### Your assignment
A line below contains "fn from_str(s: &str)", and a later one contains "date of birth.". Repeat both, with every line between them, exactly.

### Dataset entries

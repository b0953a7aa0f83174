//! The credit search form model.
//!
//! This module defines the form's fields, their static metadata, and the
//! [`FormValues`] struct that holds what the applicant has entered.

use serde::{Deserialize, Serialize};

use crate::error::{ProtocolError, Result};

/// How a field is edited.
#[derive(Debug, Clone, Copy, PartialEq, Eq, Hash, Serialize, Deserialize)]
#[serde(rename_all = "snake_case")]
pub enum FieldKind {
    /// Free text.
    Text,
    /// One of a fixed list of options.
    Select,
    /// The bounded date picker.
    Date,
    /// A single checkbox.
    Checkbox,
}

/// Identifies a form field.
///
/// The variants are declared in display order, which is also the focus
/// order of the form.
///
/// # Examples
///
/// ```
/// use creditsearch_protocol::FieldId;
///
/// assert_eq!(FieldId::DateOfBirth.name(), "dateOfBirth");
/// assert_eq!(FieldId::from_name("dateOfBirth"), Some(FieldId::DateOfBirth));
/// assert_eq!(FieldId::Title.next(), FieldId::FirstName);
/// ```
#[derive(
    Debug, Clone, Copy, PartialEq, Eq, PartialOrd, Ord, Hash, Serialize, Deserialize, Default,
)]
#[serde(rename_all = "camelCase")]
pub enum FieldId {
    /// Salutation.
    #[default]
    Title,
    /// Given name.
    FirstName,
    /// Optional middle name.
    MiddleName,
    /// Family name.
    LastName,
    /// Date of birth, edited with the date picker.
    DateOfBirth,
    /// Mobile phone number.
    Mobile,
    /// Email address.
    Email,
    /// UK or US postal code.
    PostalCode,
    /// First address line, usually chosen from a postcode lookup.
    AddressLine,
    /// Terms and soft credit check consent.
    #[serde(rename = "confirmationCheckbox")]
    Confirmation,
}

impl FieldId {
    /// All fields in display order.
    pub const ALL: [FieldId; 10] = [
        Self::Title,
        Self::FirstName,
        Self::MiddleName,
        Self::LastName,
        Self::DateOfBirth,
        Self::Mobile,
        Self::Email,
        Self::PostalCode,
        Self::AddressLine,
        Self::Confirmation,
    ];

    /// The field's form name, as reported in date picker commits.
    #[must_use]
    pub const fn name(self) -> &'static str {
        match self {
            Self::Title => "title",
            Self::FirstName => "firstName",
            Self::MiddleName => "middleName",
            Self::LastName => "lastName",
            Self::DateOfBirth => "dateOfBirth",
            Self::Mobile => "mobile",
            Self::Email => "email",
            Self::PostalCode => "postalCode",
            Self::AddressLine => "addressLine",
            Self::Confirmation => "confirmationCheckbox",
        }
    }

    /// Looks a field up by its form name.
    #[must_use]
    pub fn from_name(name: &str) -> Option<Self> {
        Self::ALL.into_iter().find(|field| field.name() == name)
    }

    /// The label shown next to the field.
    #[must_use]
    pub const fn label(self) -> &'static str {
        match self {
            Self::Title => "Title",
            Self::FirstName => "First Name",
            Self::MiddleName => "Middle Name",
            Self::LastName => "Last Name",
            Self::DateOfBirth => "Date of Birth",
            Self::Mobile => "Mobile",
            Self::Email => "Email",
            Self::PostalCode => "Postal Code",
            Self::AddressLine => "Address Line",
            Self::Confirmation => "I confirm",
        }
    }

    /// Returns whether the label carries a required marker.
    #[must_use]
    pub const fn is_required(self) -> bool {
        !matches!(self, Self::MiddleName)
    }

    /// Hint shown under the field, if any.
    #[must_use]
    pub const fn help_text(self) -> Option<&'static str> {
        match self {
            Self::MiddleName => Some("Optional"),
            Self::AddressLine => Some("Look up your postal code to choose an address."),
            Self::Confirmation => Some(CONFIRMATION_TEXT),
            _ => None,
        }
    }

    /// Placeholder shown while the field is empty, if any.
    #[must_use]
    pub const fn placeholder(self) -> Option<&'static str> {
        match self {
            Self::Mobile => Some("e.g., +44 7123 456789"),
            _ => None,
        }
    }

    /// How the field is edited.
    #[must_use]
    pub const fn kind(self) -> FieldKind {
        match self {
            Self::Title => FieldKind::Select,
            Self::DateOfBirth => FieldKind::Date,
            Self::Confirmation => FieldKind::Checkbox,
            _ => FieldKind::Text,
        }
    }

    /// The field after this one, wrapping around.
    #[must_use]
    pub fn next(self) -> Self {
        Self::ALL[(self.index() + 1) % Self::ALL.len()]
    }

    /// The field before this one, wrapping around.
    #[must_use]
    pub fn prev(self) -> Self {
        Self::ALL[(self.index() + Self::ALL.len() - 1) % Self::ALL.len()]
    }

    /// Position in display order.
    #[must_use]
    pub fn index(self) -> usize {
        Self::ALL
            .iter()
            .position(|&field| field == self)
            .unwrap_or_default()
    }
}

impl std::fmt::Display for FieldId {
    fn fmt(&self, f: &mut std::fmt::Formatter<'_>) -> std::fmt::Result {
        f.write_str(self.name())
    }
}

/// Consent statement shown next to the confirmation checkbox.
pub const CONFIRMATION_TEXT: &str = "I confirm that I have had a finance in the past 6 years \
and that I was not aware of a commission payment being made to the dealer. I have read and \
accept T&Cs and the privacy policy. I understand that in order for us to investigate any \
further, we will conduct a soft credit check through our provider ValidID and that this will \
not affect my credit score.";

/// Salutation options.
#[derive(Debug, Clone, Copy, PartialEq, Eq, Hash, Serialize, Deserialize)]
pub enum Title {
    /// Mr
    Mr,
    /// Mrs
    Mrs,
    /// Ms
    Ms,
    /// Dr
    Dr,
    /// Other
    Other,
}

impl Title {
    /// All options in display order.
    pub const ALL: [Title; 5] = [Self::Mr, Self::Mrs, Self::Ms, Self::Dr, Self::Other];

    /// The option's label.
    #[must_use]
    pub const fn as_str(self) -> &'static str {
        match self {
            Self::Mr => "Mr",
            Self::Mrs => "Mrs",
            Self::Ms => "Ms",
            Self::Dr => "Dr",
            Self::Other => "Other",
        }
    }

    /// Steps through the options from `current`, where `None` is the
    /// unselected placeholder that sits before the first option.
    ///
    /// # Examples
    ///
    /// ```
    /// use creditsearch_protocol::Title;
    ///
    /// assert_eq!(Title::cycle(None, 1), Some(Title::Mr));
    /// assert_eq!(Title::cycle(Some(Title::Mr), -1), None);
    /// assert_eq!(Title::cycle(None, -1), Some(Title::Other));
    /// ```
    #[must_use]
    pub fn cycle(current: Option<Self>, delta: i32) -> Option<Self> {
        // Slot 0 is the placeholder.
        let slots = Self::ALL.len() as i32 + 1;
        let position = current
            .and_then(|title| Self::ALL.iter().position(|&t| t == title))
            .map_or(0, |index| index as i32 + 1);
        let next = (position + delta).rem_euclid(slots);
        (next > 0).then(|| Self::ALL[(next - 1) as usize])
    }
}

impl std::str::FromStr for Title {
    type Err = ProtocolError;

    fn from_str(s: &str) -> Result<Self> {
        Self::ALL
            .into_iter()
            .find(|title| title.as_str() == s)
            .ok_or_else(|| ProtocolError::InvalidOption {
                field: FieldId::Title,
                value: s.to_string(),
            })
    }
}

/// The values entered into the form.
///
/// The date of birth only ever holds a value committed by the date picker,
/// in `YYYY-MM-DD` form.
#[derive(Debug, Clone, PartialEq, Eq, Default, Serialize, Deserialize)]
#[serde(rename_all = "camelCase")]
pub struct FormValues {
    /// Selected salutation.
    pub title: Option<Title>,
    /// Given name.
    pub first_name: String,
    /// Middle name.
    pub middle_name: String,
    /// Family name.
    pub last_name: String,
    /// Committed date of birth.
    pub date_of_birth: Option<String>,
    /// Mobile phone number.
    pub mobile: String,
    /// Email address.
    pub email: String,
    /// Postal code.
    pub postal_code: String,
    /// First address line.
    pub address_line: String,
    /// Whether the consent box is ticked.
    #[serde(rename = "confirmationCheckbox")]
    pub confirmation: bool,
}

impl FormValues {
    /// Creates an empty form.
    #[must_use]
    pub fn new() -> Self {
        Self::default()
    }

    /// Borrows a free-text field's value.
    ///
    /// Returns `None` for fields that are not free text.
    #[must_use]
    pub fn text(&self, field: FieldId) -> Option<&str> {
        match field {
            FieldId::FirstName => Some(&self.first_name),
            FieldId::MiddleName => Some(&self.middle_name),
            FieldId::LastName => Some(&self.last_name),
            FieldId::Mobile => Some(&self.mobile),
            FieldId::Email => Some(&self.email),
            FieldId::PostalCode => Some(&self.postal_code),
            FieldId::AddressLine => Some(&self.address_line),
            FieldId::Title | FieldId::DateOfBirth | FieldId::Confirmation => None,
        }
    }

    /// Mutably borrows a free-text field's value.
    pub fn text_mut(&mut self, field: FieldId) -> Option<&mut String> {
        match field {
            FieldId::FirstName => Some(&mut self.first_name),
            FieldId::MiddleName => Some(&mut self.middle_name),
            FieldId::LastName => Some(&mut self.last_name),
            FieldId::Mobile => Some(&mut self.mobile),
            FieldId::Email => Some(&mut self.email),
            FieldId::PostalCode => Some(&mut self.postal_code),
            FieldId::AddressLine => Some(&mut self.address_line),
            FieldId::Title | FieldId::DateOfBirth | FieldId::Confirmation => None,
        }
    }

    /// The field's value as display text.
    #[must_use]
    pub fn display_value(&self, field: FieldId) -> String {
        match field {
            FieldId::Title => self.title.map(Title::as_str).unwrap_or_default().to_string(),
            FieldId::DateOfBirth => self.date_of_birth.clone().unwrap_or_default(),
            FieldId::Confirmation => (if self.confirmation { "yes" } else { "no" }).to_string(),
            _ => self.text(field).unwrap_or_default().to_string(),
        }
    }

    /// Stores a value reported by a field widget, keyed by form name.
    ///
    /// This is how date picker commits reach the form.
    ///
    /// # Errors
    ///
    /// Returns [`ProtocolError::UnknownField`] for an unrecognised name and
    /// [`ProtocolError::InvalidOption`] for an unknown title or a checkbox
    /// value other than `true`/`false`.
    ///
    /// # Examples
    ///
    /// ```
    /// use creditsearch_protocol::FormValues;
    ///
    /// let mut values = FormValues::new();
    /// values.set_field_value("dateOfBirth", "2000-02-29").unwrap();
    /// assert_eq!(values.date_of_birth.as_deref(), Some("2000-02-29"));
    /// assert!(values.set_field_value("favouriteColour", "blue").is_err());
    /// ```
    pub fn set_field_value(&mut self, name: &str, value: &str) -> Result<()> {
        let field =
            FieldId::from_name(name).ok_or_else(|| ProtocolError::UnknownField(name.to_string()))?;
        match field {
            FieldId::Title => self.title = Some(value.parse()?),
            FieldId::DateOfBirth => self.date_of_birth = Some(value.to_string()),
            FieldId::Confirmation => {
                self.confirmation = value.parse().map_err(|_| ProtocolError::InvalidOption {
                    field,
                    value: value.to_string(),
                })?;
            }
            _ => {
                if let Some(text) = self.text_mut(field) {
                    *text = value.to_string();
                }
            }
        }
        Ok(())
    }
}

### Exercise answer
    fn from_str(s: &str) -> Result<Self> {
        Self::ALL
            .into_iter()
            .find(|title| title.as_str() == s)
            .ok_or_else(|| ProtocolError::InvalidOption {
                field: FieldId::Title,
                value: s.to_string(),
            })
    }
}

/// The values entered into the form.
///
/// The date of birth only ever holds a value committed by the date picker,
/// in `YYYY-MM-DD` form.
#[derive(Debug, Clone, PartialEq, Eq, Default, Serialize, Deserialize)]
#[serde(rename_all = "camelCase")]
pub struct FormValues {
    /// Selected salutation.
    pub title: Option<Title>,
    /// Given name.
    pub first_name: String,
    /// Middle name.
    pub middle_name: String,
    /// Family name.
    pub last_name: String,
    /// Committed date of birth.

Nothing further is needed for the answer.